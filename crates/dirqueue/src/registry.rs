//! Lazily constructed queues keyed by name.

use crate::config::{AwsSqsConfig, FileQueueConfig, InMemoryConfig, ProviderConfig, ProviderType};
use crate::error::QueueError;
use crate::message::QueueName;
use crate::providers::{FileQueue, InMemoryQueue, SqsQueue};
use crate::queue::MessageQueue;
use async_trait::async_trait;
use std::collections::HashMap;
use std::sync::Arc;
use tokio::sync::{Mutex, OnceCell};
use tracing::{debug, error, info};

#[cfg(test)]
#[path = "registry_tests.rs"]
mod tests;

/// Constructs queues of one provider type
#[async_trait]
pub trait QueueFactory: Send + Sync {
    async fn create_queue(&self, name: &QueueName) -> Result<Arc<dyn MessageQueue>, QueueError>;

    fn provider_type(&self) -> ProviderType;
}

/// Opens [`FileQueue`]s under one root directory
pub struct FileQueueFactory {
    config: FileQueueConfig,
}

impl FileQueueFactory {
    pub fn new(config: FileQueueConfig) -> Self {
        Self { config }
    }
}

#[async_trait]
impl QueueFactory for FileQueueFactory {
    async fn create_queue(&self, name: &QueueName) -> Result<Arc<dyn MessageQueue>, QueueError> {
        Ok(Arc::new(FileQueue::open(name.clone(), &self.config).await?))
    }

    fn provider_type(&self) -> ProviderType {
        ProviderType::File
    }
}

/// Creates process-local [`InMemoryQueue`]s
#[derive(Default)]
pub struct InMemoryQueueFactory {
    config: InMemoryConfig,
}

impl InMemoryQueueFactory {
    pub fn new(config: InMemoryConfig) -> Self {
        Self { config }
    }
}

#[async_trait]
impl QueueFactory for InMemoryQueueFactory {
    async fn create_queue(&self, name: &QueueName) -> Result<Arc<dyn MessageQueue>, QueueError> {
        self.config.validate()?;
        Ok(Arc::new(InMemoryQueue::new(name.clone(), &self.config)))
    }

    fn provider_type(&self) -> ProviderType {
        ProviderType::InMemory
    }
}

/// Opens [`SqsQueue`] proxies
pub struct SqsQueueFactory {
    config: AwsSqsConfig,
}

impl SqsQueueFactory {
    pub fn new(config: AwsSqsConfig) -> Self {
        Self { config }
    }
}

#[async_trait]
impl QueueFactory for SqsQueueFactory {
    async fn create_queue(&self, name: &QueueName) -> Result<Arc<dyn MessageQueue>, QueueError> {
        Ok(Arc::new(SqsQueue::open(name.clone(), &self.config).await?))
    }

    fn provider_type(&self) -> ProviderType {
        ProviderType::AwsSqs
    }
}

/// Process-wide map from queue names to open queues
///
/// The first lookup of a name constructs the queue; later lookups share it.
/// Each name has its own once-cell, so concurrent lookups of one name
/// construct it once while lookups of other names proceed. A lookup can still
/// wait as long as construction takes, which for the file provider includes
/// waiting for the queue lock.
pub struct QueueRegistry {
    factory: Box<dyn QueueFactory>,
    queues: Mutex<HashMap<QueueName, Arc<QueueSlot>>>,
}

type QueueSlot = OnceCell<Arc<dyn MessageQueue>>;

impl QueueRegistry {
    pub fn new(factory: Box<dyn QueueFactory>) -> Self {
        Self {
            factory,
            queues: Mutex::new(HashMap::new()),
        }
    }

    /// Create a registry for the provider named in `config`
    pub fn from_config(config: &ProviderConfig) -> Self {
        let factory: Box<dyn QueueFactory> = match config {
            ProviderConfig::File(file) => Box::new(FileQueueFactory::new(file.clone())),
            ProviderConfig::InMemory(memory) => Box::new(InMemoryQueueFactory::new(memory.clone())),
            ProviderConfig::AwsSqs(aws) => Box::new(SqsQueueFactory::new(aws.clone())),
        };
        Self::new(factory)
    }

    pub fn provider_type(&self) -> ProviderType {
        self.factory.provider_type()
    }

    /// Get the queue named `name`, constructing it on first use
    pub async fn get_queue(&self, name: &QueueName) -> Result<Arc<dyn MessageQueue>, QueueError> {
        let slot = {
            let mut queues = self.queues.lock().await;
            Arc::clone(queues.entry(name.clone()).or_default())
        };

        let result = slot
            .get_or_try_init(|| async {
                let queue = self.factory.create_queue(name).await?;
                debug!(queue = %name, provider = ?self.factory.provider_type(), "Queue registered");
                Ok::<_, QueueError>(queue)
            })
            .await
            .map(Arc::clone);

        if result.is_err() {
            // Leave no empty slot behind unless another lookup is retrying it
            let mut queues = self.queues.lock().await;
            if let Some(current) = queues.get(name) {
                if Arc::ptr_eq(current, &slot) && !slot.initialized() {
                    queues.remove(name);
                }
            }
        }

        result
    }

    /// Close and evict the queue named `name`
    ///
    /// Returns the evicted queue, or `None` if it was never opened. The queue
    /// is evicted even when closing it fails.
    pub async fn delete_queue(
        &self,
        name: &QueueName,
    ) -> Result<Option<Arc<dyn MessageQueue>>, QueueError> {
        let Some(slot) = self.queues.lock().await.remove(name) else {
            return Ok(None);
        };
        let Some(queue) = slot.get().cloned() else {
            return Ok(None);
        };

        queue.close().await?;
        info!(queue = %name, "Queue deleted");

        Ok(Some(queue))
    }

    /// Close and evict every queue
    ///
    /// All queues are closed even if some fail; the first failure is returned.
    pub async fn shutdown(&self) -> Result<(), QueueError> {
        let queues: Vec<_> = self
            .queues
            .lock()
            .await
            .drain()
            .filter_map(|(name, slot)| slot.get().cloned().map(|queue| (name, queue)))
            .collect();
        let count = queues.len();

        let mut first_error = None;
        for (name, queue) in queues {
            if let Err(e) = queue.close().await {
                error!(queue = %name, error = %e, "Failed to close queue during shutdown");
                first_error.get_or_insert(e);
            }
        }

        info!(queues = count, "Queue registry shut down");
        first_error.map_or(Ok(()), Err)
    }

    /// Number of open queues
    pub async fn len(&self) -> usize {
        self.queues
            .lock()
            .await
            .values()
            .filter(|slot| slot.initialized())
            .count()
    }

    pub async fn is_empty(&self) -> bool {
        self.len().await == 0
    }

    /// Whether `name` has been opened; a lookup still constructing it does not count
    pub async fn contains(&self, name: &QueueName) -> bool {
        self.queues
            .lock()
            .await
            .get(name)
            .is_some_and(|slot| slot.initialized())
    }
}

● Exercise details
Each line of the records must be reproduced exactly.

● Response to the task
filename crates/dirqueue/src/registry.rs
//! Lazily constructed queues keyed by name.

use crate::config::{AwsSqsConfig, FileQueueConfig, InMemoryConfig, ProviderConfig, ProviderType};
use crate::error::QueueError;
use crate::message::QueueName;
use crate::providers::{FileQueue, InMemoryQueue, SqsQueue};
use crate::queue::MessageQueue;
use async_trait::async_trait;
use std::collections::HashMap;
use std::sync::Arc;
use tokio::sync::{Mutex, OnceCell};
use tracing::{debug, error, info};

#[cfg(test)]
#[path = "registry_tests.rs"]
mod tests;

/// Constructs queues of one provider type
#[async_trait]
pub trait QueueFactory: Send + Sync {
    async fn create_queue(&self, name: &QueueName) -> Result<Arc<dyn MessageQueue>, QueueError>;

    fn provider_type(&self) -> ProviderType;
}

/// Opens [`FileQueue`]s under one root directory
pub struct FileQueueFactory {
    config: FileQueueConfig,
}

impl FileQueueFactory {
    pub fn new(config: FileQueueConfig) -> Self {
        Self { config }
    }
}

#[async_trait]
impl QueueFactory for FileQueueFactory {
    async fn create_queue(&self, name: &QueueName) -> Result<Arc<dyn MessageQueue>, QueueError> {
        Ok(Arc::new(FileQueue::open(name.clone(), &self.config).await?))
    }

    fn provider_type(&self) -> ProviderType {
        ProviderType::File
    }
}

/// Creates process-local [`InMemoryQueue`]s
#[derive(Default)]
pub struct InMemoryQueueFactory {
    config: InMemoryConfig,
}

impl InMemoryQueueFactory {
    pub fn new(config: InMemoryConfig) -> Self {
        Self { config }
    }
}

#[async_trait]
impl QueueFactory for InMemoryQueueFactory {
    async fn create_queue(&self, name: &QueueName) -> Result<Arc<dyn MessageQueue>, QueueError> {
        self.config.validate()?;
        Ok(Arc::new(InMemoryQueue::new(name.clone(), &self.config)))
    }

    fn provider_type(&self) -> ProviderType {
        ProviderType::InMemory
    }
}

/// Opens [`SqsQueue`] proxies
pub struct SqsQueueFactory {
    config: AwsSqsConfig,
}

impl SqsQueueFactory {
    pub fn new(config: AwsSqsConfig) -> Self {
        Self { config }
    }
}

#[async_trait]
impl QueueFactory for SqsQueueFactory {
    async fn create_queue(&self, name: &QueueName) -> Result<Arc<dyn MessageQueue>, QueueError> {
        Ok(Arc::new(SqsQueue::open(name.clone(), &self.config).await?))
    }

    fn provider_type(&self) -> ProviderType {
        ProviderType::AwsSqs
    }
}

/// Process-wide map from queue names to open queues
///
/// The first lookup of a name constructs the queue; later lookups share it.
/// Each name has its own once-cell, so concurrent lookups of one name
/// construct it once while lookups of other names proceed. A lookup can still
/// wait as long as construction takes, which for the file provider includes
/// waiting for the queue lock.
pub struct QueueRegistry {
    factory: Box<dyn QueueFactory>,
    queues: Mutex<HashMap<QueueName, Arc<QueueSlot>>>,
}

type QueueSlot = OnceCell<Arc<dyn MessageQueue>>;

impl QueueRegistry {
    pub fn new(factory: Box<dyn QueueFactory>) -> Self {
        Self {
            factory,
            queues: Mutex::new(HashMap::new()),
        }
    }

    /// Create a registry for the provider named in `config`
    pub fn from_config(config: &ProviderConfig) -> Self {
        let factory: Box<dyn QueueFactory> = match config {
            ProviderConfig::File(file) => Box::new(FileQueueFactory::new(file.clone())),
            ProviderConfig::InMemory(memory) => Box::new(InMemoryQueueFactory::new(memory.clone())),
            ProviderConfig::AwsSqs(aws) => Box::new(SqsQueueFactory::new(aws.clone())),
        };
        Self::new(factory)
    }

    pub fn provider_type(&self) -> ProviderType {
        self.factory.provider_type()
    }

    /// Get the queue named `name`, constructing it on first use
    pub async fn get_queue(&self, name: &QueueName) -> Result<Arc<dyn MessageQueue>, QueueError> {
        let slot = {
            let mut queues = self.queues.lock().await;
            Arc::clone(queues.entry(name.clone()).or_default())
        };

        let result = slot
            .get_or_try_init(|| async {
                let queue = self.factory.create_queue(name).await?;
                debug!(queue = %name, provider = ?self.factory.provider_type(), "Queue registered");
                Ok::<_, QueueError>(queue)
            })
            .await
            .map(Arc::clone);

        if result.is_err() {
            // Leave no empty slot behind unless another lookup is retrying it
            let mut queues = self.queues.lock().await;
            if let Some(current) = queues.get(name) {
                if Arc::ptr_eq(current, &slot) && !slot.initialized() {
                    queues.remove(name);
                }
            }
        }

        result
    }

    /// Close and evict the queue named `name`
    ///
    /// Returns the evicted queue, or `None` if it was never opened. The queue
    /// is evicted even when closing it fails.
    pub async fn delete_queue(
        &self,
        name: &QueueName,
    ) -> Result<Option<Arc<dyn MessageQueue>>, QueueError> {
        let Some(slot) = self.queues.lock().await.remove(name) else {
            return Ok(None);
        };
        let Some(queue) = slot.get().cloned() else {
            return Ok(None);
        };

        queue.close().await?;
        info!(queue = %name, "Queue deleted");

        Ok(Some(queue))
    }

    /// Close and evict every queue
    ///
    /// All queues are closed even if some fail; the first failure is returned.
    pub async fn shutdown(&self) -> Result<(), QueueError> {
        let queues: Vec<_> = self
            .queues
            .lock()
            .await
            .drain()
            .filter_map(|(name, slot)| slot.get().cloned().map(|queue| (name, queue)))
            .collect();
        let count = queues.len();

        let mut first_error = None;
        for (name, queue) in queues {
            if let Err(e) = queue.close().await {
                error!(queue = %name, error = %e, "Failed to close queue during shutdown");
                first_error.get_or_insert(e);
            }
        }

        info!(queues = count, "Queue registry shut down");
        first_error.map_or(Ok(()), Err)
    }

    /// Number of open queues
    pub async fn len(&self) -> usize {
        self.queues
            .lock()
            .await
            .values()
            .filter(|slot| slot.initialized())
            .count()
    }

    pub async fn is_empty(&self) -> bool {
        self.len().await == 0
    }

    /// Whether `name` has been opened; a lookup still constructing it does not count
    pub async fn contains(&self, name: &QueueName) -> bool {
        self.queues
            .lock()
            .await
            .get(name)
            .is_some_and(|slot| slot.initialized())
    }
}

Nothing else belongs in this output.